● Your assignment
All of the records below are to be copied exactly.

● Provided records
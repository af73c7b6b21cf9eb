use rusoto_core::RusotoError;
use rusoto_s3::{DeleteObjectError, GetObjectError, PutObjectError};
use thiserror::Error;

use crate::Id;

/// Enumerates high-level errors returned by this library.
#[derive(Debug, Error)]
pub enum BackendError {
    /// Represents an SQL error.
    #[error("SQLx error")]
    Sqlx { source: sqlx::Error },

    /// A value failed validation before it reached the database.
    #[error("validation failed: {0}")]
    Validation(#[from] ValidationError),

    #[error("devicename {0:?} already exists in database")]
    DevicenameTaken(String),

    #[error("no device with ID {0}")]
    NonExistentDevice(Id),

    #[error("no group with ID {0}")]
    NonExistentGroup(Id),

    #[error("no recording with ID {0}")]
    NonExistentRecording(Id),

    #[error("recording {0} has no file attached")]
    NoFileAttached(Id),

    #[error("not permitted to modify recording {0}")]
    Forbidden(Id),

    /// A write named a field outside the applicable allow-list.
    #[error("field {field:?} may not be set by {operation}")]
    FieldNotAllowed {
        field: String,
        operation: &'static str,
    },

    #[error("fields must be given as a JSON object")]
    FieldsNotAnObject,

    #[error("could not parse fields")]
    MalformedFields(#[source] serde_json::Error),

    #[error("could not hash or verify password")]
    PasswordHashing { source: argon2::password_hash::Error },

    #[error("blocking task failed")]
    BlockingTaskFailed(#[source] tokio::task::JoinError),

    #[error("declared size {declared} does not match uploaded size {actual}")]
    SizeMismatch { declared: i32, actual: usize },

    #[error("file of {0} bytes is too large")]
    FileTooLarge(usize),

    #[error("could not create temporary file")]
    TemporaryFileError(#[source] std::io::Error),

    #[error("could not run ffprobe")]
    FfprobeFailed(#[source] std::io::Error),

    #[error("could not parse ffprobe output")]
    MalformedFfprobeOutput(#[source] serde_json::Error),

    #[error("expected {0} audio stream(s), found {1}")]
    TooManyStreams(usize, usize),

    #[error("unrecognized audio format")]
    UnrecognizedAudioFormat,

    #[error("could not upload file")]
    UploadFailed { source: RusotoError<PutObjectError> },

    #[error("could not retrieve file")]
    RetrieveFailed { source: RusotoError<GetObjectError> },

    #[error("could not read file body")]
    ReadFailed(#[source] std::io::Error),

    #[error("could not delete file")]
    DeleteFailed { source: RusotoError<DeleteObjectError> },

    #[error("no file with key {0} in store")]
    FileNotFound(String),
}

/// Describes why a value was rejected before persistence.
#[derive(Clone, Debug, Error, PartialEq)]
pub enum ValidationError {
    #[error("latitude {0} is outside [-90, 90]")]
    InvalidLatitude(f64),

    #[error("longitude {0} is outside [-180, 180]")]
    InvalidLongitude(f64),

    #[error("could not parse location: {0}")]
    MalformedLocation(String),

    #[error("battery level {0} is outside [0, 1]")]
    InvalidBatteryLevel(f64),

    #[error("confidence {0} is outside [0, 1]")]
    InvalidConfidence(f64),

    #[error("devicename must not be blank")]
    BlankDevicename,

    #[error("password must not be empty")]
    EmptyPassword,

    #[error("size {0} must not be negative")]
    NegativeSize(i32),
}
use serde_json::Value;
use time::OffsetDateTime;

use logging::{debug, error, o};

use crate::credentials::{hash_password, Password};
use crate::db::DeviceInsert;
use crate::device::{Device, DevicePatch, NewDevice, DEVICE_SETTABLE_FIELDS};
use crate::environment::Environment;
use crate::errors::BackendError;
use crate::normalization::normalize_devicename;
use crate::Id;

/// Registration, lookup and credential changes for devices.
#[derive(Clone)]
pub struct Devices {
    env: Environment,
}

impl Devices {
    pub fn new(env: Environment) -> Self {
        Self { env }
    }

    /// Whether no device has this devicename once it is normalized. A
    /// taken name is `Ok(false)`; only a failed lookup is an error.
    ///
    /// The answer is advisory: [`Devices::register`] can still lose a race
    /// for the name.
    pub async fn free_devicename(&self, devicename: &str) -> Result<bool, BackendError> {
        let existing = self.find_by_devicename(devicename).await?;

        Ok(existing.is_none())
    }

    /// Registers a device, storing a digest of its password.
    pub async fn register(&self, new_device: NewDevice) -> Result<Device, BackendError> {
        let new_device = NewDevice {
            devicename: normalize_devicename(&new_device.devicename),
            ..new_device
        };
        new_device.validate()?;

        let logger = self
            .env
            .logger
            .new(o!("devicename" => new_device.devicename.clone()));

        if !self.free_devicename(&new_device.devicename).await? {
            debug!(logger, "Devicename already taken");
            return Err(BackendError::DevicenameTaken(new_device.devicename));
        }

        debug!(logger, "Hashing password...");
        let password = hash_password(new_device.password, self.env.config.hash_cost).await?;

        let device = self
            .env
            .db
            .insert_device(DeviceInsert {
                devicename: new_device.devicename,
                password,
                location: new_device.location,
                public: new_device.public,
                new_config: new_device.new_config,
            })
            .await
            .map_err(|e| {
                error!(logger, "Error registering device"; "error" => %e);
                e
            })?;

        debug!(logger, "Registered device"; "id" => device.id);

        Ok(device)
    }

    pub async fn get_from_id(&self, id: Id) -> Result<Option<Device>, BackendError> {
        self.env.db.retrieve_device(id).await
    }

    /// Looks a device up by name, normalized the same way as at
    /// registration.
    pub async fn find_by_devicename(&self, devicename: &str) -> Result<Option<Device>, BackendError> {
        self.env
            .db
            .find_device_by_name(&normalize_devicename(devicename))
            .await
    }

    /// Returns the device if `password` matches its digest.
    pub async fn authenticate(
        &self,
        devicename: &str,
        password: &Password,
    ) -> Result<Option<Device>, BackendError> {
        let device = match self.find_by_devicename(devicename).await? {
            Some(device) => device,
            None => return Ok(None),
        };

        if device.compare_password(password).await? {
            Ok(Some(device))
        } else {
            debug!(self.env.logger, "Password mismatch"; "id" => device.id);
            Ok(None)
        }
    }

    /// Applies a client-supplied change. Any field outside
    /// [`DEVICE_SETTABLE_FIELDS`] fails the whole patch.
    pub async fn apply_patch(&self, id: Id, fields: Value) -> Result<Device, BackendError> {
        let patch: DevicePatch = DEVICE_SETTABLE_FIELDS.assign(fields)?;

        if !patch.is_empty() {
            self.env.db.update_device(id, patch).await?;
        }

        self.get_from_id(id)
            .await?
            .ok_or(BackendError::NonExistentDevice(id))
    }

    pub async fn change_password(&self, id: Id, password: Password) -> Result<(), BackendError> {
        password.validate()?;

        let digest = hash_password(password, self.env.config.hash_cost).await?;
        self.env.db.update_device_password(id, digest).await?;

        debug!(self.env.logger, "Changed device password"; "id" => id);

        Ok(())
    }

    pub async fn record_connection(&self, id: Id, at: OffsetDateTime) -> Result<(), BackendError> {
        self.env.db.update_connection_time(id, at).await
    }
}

● Completed task
repository af73c7b6b21cf9eb
use rusoto_core::RusotoError;
use rusoto_s3::{DeleteObjectError, GetObjectError, PutObjectError};
use thiserror::Error;

use crate::Id;

/// Enumerates high-level errors returned by this library.
#[derive(Debug, Error)]
pub enum BackendError {
    /// Represents an SQL error.
    #[error("SQLx error")]
    Sqlx { source: sqlx::Error },

    /// A value failed validation before it reached the database.
    #[error("validation failed: {0}")]
    Validation(#[from] ValidationError),

    #[error("devicename {0:?} already exists in database")]
    DevicenameTaken(String),

    #[error("no device with ID {0}")]
    NonExistentDevice(Id),

    #[error("no group with ID {0}")]
    NonExistentGroup(Id),

    #[error("no recording with ID {0}")]
    NonExistentRecording(Id),

    #[error("recording {0} has no file attached")]
    NoFileAttached(Id),

    #[error("not permitted to modify recording {0}")]
    Forbidden(Id),

    /// A write named a field outside the applicable allow-list.
    #[error("field {field:?} may not be set by {operation}")]
    FieldNotAllowed {
        field: String,
        operation: &'static str,
    },

    #[error("fields must be given as a JSON object")]
    FieldsNotAnObject,

    #[error("could not parse fields")]
    MalformedFields(#[source] serde_json::Error),

    #[error("could not hash or verify password")]
    PasswordHashing { source: argon2::password_hash::Error },

    #[error("blocking task failed")]
    BlockingTaskFailed(#[source] tokio::task::JoinError),

    #[error("declared size {declared} does not match uploaded size {actual}")]
    SizeMismatch { declared: i32, actual: usize },

    #[error("file of {0} bytes is too large")]
    FileTooLarge(usize),

    #[error("could not create temporary file")]
    TemporaryFileError(#[source] std::io::Error),

    #[error("could not run ffprobe")]
    FfprobeFailed(#[source] std::io::Error),

    #[error("could not parse ffprobe output")]
    MalformedFfprobeOutput(#[source] serde_json::Error),

    #[error("expected {0} audio stream(s), found {1}")]
    TooManyStreams(usize, usize),

    #[error("unrecognized audio format")]
    UnrecognizedAudioFormat,

    #[error("could not upload file")]
    UploadFailed { source: RusotoError<PutObjectError> },

    #[error("could not retrieve file")]
    RetrieveFailed { source: RusotoError<GetObjectError> },

    #[error("could not read file body")]
    ReadFailed(#[source] std::io::Error),

    #[error("could not delete file")]
    DeleteFailed { source: RusotoError<DeleteObjectError> },

    #[error("no file with key {0} in store")]
    FileNotFound(String),
}

/// Describes why a value was rejected before persistence.
#[derive(Clone, Debug, Error, PartialEq)]
pub enum ValidationError {
    #[error("latitude {0} is outside [-90, 90]")]
    InvalidLatitude(f64),

    #[error("longitude {0} is outside [-180, 180]")]
    InvalidLongitude(f64),

    #[error("could not parse location: {0}")]
    MalformedLocation(String),

    #[error("battery level {0} is outside [0, 1]")]
    InvalidBatteryLevel(f64),

    #[error("confidence {0} is outside [0, 1]")]
    InvalidConfidence(f64),

    #[error("devicename must not be blank")]
    BlankDevicename,

    #[error("password must not be empty")]
    EmptyPassword,

    #[error("size {0} must not be negative")]
    NegativeSize(i32),
}
use serde_json::Value;
use time::OffsetDateTime;

use logging::{debug, error, o};

use crate::credentials::{hash_password, Password};
use crate::db::DeviceInsert;
use crate::device::{Device, DevicePatch, NewDevice, DEVICE_SETTABLE_FIELDS};
use crate::environment::Environment;
use crate::errors::BackendError;
use crate::normalization::normalize_devicename;
use crate::Id;

/// Registration, lookup and credential changes for devices.
#[derive(Clone)]
pub struct Devices {
    env: Environment,
}

impl Devices {
    pub fn new(env: Environment) -> Self {
        Self { env }
    }

    /// Whether no device has this devicename once it is normalized. A
    /// taken name is `Ok(false)`; only a failed lookup is an error.
    ///
    /// The answer is advisory: [`Devices::register`] can still lose a race
    /// for the name.
    pub async fn free_devicename(&self, devicename: &str) -> Result<bool, BackendError> {
        let existing = self.find_by_devicename(devicename).await?;

        Ok(existing.is_none())
    }

    /// Registers a device, storing a digest of its password.
    pub async fn register(&self, new_device: NewDevice) -> Result<Device, BackendError> {
        let new_device = NewDevice {
            devicename: normalize_devicename(&new_device.devicename),
            ..new_device
        };
        new_device.validate()?;

        let logger = self
            .env
            .logger
            .new(o!("devicename" => new_device.devicename.clone()));

        if !self.free_devicename(&new_device.devicename).await? {
            debug!(logger, "Devicename already taken");
            return Err(BackendError::DevicenameTaken(new_device.devicename));
        }

        debug!(logger, "Hashing password...");
        let password = hash_password(new_device.password, self.env.config.hash_cost).await?;

        let device = self
            .env
            .db
            .insert_device(DeviceInsert {
                devicename: new_device.devicename,
                password,
                location: new_device.location,
                public: new_device.public,
                new_config: new_device.new_config,
            })
            .await
            .map_err(|e| {
                error!(logger, "Error registering device"; "error" => %e);
                e
            })?;

        debug!(logger, "Registered device"; "id" => device.id);

        Ok(device)
    }

    pub async fn get_from_id(&self, id: Id) -> Result<Option<Device>, BackendError> {
        self.env.db.retrieve_device(id).await
    }

    /// Looks a device up by name, normalized the same way as at
    /// registration.
    pub async fn find_by_devicename(&self, devicename: &str) -> Result<Option<Device>, BackendError> {
        self.env
            .db
            .find_device_by_name(&normalize_devicename(devicename))
            .await
    }

    /// Returns the device if `password` matches its digest.
    pub async fn authenticate(
        &self,
        devicename: &str,
        password: &Password,
    ) -> Result<Option<Device>, BackendError> {
        let device = match self.find_by_devicename(devicename).await? {
            Some(device) => device,
            None => return Ok(None),
        };

        if device.compare_password(password).await? {
            Ok(Some(device))
        } else {
            debug!(self.env.logger, "Password mismatch"; "id" => device.id);
            Ok(None)
        }
    }

    /// Applies a client-supplied change. Any field outside
    /// [`DEVICE_SETTABLE_FIELDS`] fails the whole patch.
    pub async fn apply_patch(&self, id: Id, fields: Value) -> Result<Device, BackendError> {
        let patch: DevicePatch = DEVICE_SETTABLE_FIELDS.assign(fields)?;

        if !patch.is_empty() {
            self.env.db.update_device(id, patch).await?;
        }

        self.get_from_id(id)
            .await?
            .ok_or(BackendError::NonExistentDevice(id))
    }

    pub async fn change_password(&self, id: Id, password: Password) -> Result<(), BackendError> {
        password.validate()?;

        let digest = hash_password(password, self.env.config.hash_cost).await?;
        self.env.db.update_device_password(id, digest).await?;

        debug!(self.env.logger, "Changed device password"; "id" => id);

        Ok(())
    }

    pub async fn record_connection(&self, id: Id, at: OffsetDateTime) -> Result<(), BackendError> {
        self.env.db.update_connection_time(id, at).await
    }
}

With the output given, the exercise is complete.